En la España prerromana, como muestran las evidencias arqueológicas extremeñas de Cancho Roano, las agujas alcanzaron gran sofisticación, como corresponde a una cultura muy avanzada en las artes textiles. Las hubo de bronce, guardadas en estuches de hueso, y también agujas de hueso con doble ojo.
Pero la fabricación de la aguja de coser experimentó gran auge y desarrollo en torno al siglo XIV. En Oriente tuvieron fama las agujas de Damasco y Antioquía; y en Occidente las de Toledo obtuvieron tal prestigio que desbancaron a la aguja alemana de Núremberg hacia 1370.
En Toledo se fabricó todo tipos de agujas de coser: aguja de ojalar, de costura, de aforrar, de sobrecoser, de zurcir, de embastar, de pegar botones, de fijar galones, de verdugado o vestiduras que las mujeres usaban debajo de la basquiña para ahuecarlas, todas las cuales tenían fama de no romperse e incluso circularon refranes y dichos al respecto: “Aguja toledana, una no más; y aún se abollará el dedal”.
También fue famoso el dedal de bronce árabe español fabricado en Córdoba, Granada y Toledo en forma cilíndrica y gran profusión de adornos. Hubo agujas especiales: como la aguja virguera. La virguería requería destreza y pulso firme con la aguja de plata para hacer pasar por virgen a quien no lo era. El virguero salvaba la honra de la mujer soltera que perdía su doncellez. Tal vez te interese conocer la historia del abanico.
A partir del XV la competencia de las agujas de hierro de los Países Bajos empezó a notarse, pero no desbancó el prestigio de la aguja de coser española, que llegó hasta el XVII en que empezó a introducirse en Castilla la aguja extranjera de inferior calidad y más barata. Aquello haría que las agujas de Siria y España, de mayor calidad, fueran sustituidas por agujas alemanas e inglesas.
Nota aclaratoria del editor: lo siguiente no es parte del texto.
// 🗝️ Key-value storage - where the session keeps its identity between runs
//
// A string-to-string map with single-writer semantics. `SqliteStore` lives
// in db.rs next to the rest of the SQL.

use std::collections::HashMap;
use std::fs;
use std::path::PathBuf;

use crate::error::Result;

pub trait KeyValueStore {
    /// Read a value. `Ok(None)` when the key is absent.
    fn get(&self, key: &str) -> Result<Option<String>>;

    fn set(&mut self, key: &str, value: &str) -> Result<()>;

    /// Remove a key. Removing an absent key is not an error.
    fn remove(&mut self, key: &str) -> Result<()>;
}

impl<S: KeyValueStore + ?Sized> KeyValueStore for Box<S> {
    fn get(&self, key: &str) -> Result<Option<String>> {
        (**self).get(key)
    }

    fn set(&mut self, key: &str, value: &str) -> Result<()> {
        (**self).set(key, value)
    }

    fn remove(&mut self, key: &str) -> Result<()> {
        (**self).remove(key)
    }
}

// ============================================================================
// IN-MEMORY
// ============================================================================

#[derive(Debug, Default, Clone)]
pub struct MemoryStore {
    entries: HashMap<String, String>,
}

impl MemoryStore {
    pub fn new() -> Self {
        Self::default()
    }

    pub fn len(&self) -> usize {
        self.entries.len()
    }

    pub fn is_empty(&self) -> bool {
        self.entries.is_empty()
    }
}

impl KeyValueStore for MemoryStore {
    fn get(&self, key: &str) -> Result<Option<String>> {
        Ok(self.entries.get(key).cloned())
    }

    fn set(&mut self, key: &str, value: &str) -> Result<()> {
        self.entries.insert(key.to_string(), value.to_string());
        Ok(())
    }

    fn remove(&mut self, key: &str) -> Result<()> {
        self.entries.remove(key);
        Ok(())
    }
}

// ============================================================================
// JSON FILE
// ============================================================================

/// A JSON object on disk, rewritten in full on every change.
///
/// A missing file reads as an empty map. An unparseable file also reads as
/// empty and is replaced on the next write.
#[derive(Debug, Clone)]
pub struct FileStore {
    path: PathBuf,
}

impl FileStore {
    pub fn new<P: Into<PathBuf>>(path: P) -> Self {
        FileStore { path: path.into() }
    }

    fn load(&self) -> Result<HashMap<String, String>> {
        if !self.path.exists() {
            return Ok(HashMap::new());
        }

        let content = fs::read_to_string(&self.path)?;
        match serde_json::from_str(&content) {
            Ok(map) => Ok(map),
            Err(e) => {
                tracing::warn!(path = ?self.path, error = %e, "Ignoring unreadable storage file");
                Ok(HashMap::new())
            }
        }
    }

    fn save(&self, entries: &HashMap<String, String>) -> Result<()> {
        if let Some(parent) = self.path.parent() {
            if !parent.as_os_str().is_empty() {
                fs::create_dir_all(parent)?;
            }
        }
        fs::write(&self.path, serde_json::to_string_pretty(entries)?)?;
        Ok(())
    }
}

impl KeyValueStore for FileStore {
    fn get(&self, key: &str) -> Result<Option<String>> {
        Ok(self.load()?.get(key).cloned())
    }

    fn set(&mut self, key: &str, value: &str) -> Result<()> {
        let mut entries = self.load()?;
        entries.insert(key.to_string(), value.to_string());
        self.save(&entries)
    }

    fn remove(&mut self, key: &str) -> Result<()> {
        let mut entries = self.load()?;
        if entries.remove(key).is_some() {
            self.save(&entries)?;
        }
        Ok(())
    }
}

#[cfg(test)]
mod tests {
    use super::*;

    #[test]
    fn test_memory_store_set_get_remove() {
        let mut store = MemoryStore::new();
        assert_eq!(store.get("user").unwrap(), None);

        store.set("user", "{}").unwrap();
        assert_eq!(store.get("user").unwrap(), Some("{}".to_string()));
        assert_eq!(store.len(), 1);

        store.remove("user").unwrap();
        assert!(store.is_empty());

        // Removing again is fine
        store.remove("user").unwrap();
    }

    #[test]
    fn test_file_store_survives_reopen() {
        let dir = tempfile::tempdir().unwrap();
        let path = dir.path().join("nested").join("session.json");

        let mut store = FileStore::new(&path);
        store.set("user", r#"{"id":1}"#).unwrap();

        let reopened = FileStore::new(&path);
        assert_eq!(reopened.get("user").unwrap(), Some(r#"{"id":1}"#.to_string()));
    }

    #[test]
    fn test_file_store_missing_file_is_empty() {
        let dir = tempfile::tempdir().unwrap();
        let store = FileStore::new(dir.path().join("none.json"));
        assert_eq!(store.get("user").unwrap(), None);
    }

    #[test]
    fn test_file_store_corrupt_file_reads_empty() {
        let dir = tempfile::tempdir().unwrap();
        let path = dir.path().join("session.json");
        fs::write(&path, "not json at all").unwrap();

        let mut store = FileStore::new(&path);
        assert_eq!(store.get("user").unwrap(), None);

        store.set("user", "x").unwrap();
        assert_eq!(store.get("user").unwrap(), Some("x".to_string()));
    }

    #[test]
    fn test_file_store_remove_absent_key() {
        let dir = tempfile::tempdir().unwrap();
        let mut store = FileStore::new(dir.path().join("session.json"));
        store.remove("user").unwrap();
        assert!(!dir.path().join("session.json").exists());
    }
}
Las ciudades de Aquisgrán y Birmingham comenzaron a fabricar agujas de acero pulido de tal calidad y precio que ya no era fácil competir, y se dio el caso de que para vender el producto a mediados del XVIII (1765) era preciso ponerle etiqueta inglesa. Eran empleadas incluso para confeccionar los vestuarios de los teatros más importantes.
Para competir con Alemania e Inglaterra los franceses inventaron la aguja inglesa, es decir: utilizaron las mismas técnicas y materiales que los ingleses, y la competencia se trasladó a los precios que estuvieron a punto de hundirse. Los alemanes vendían sus agujas de doce francos el millar, a siete francos. Los franceses no pudieron aguantar el empujón y sus fábricas de Lyon y París desaparecieron.
Los alemanes continuaron bajando los precios, de cinco francos el millar pasaron a tres, y luego a un franco y medio y se hicieron con el mercado. Hasta el primer tercio del XIX, en que comenzó a introducirse la máquina de coser, la aguja fue el único útil para confeccionar vestidos.
Algo tan simple como ella ha perdurado desde la Prehistoria hasta hoy sin grandes cambios. Es uno de los ejemplos de invento nacido en estado de perfección.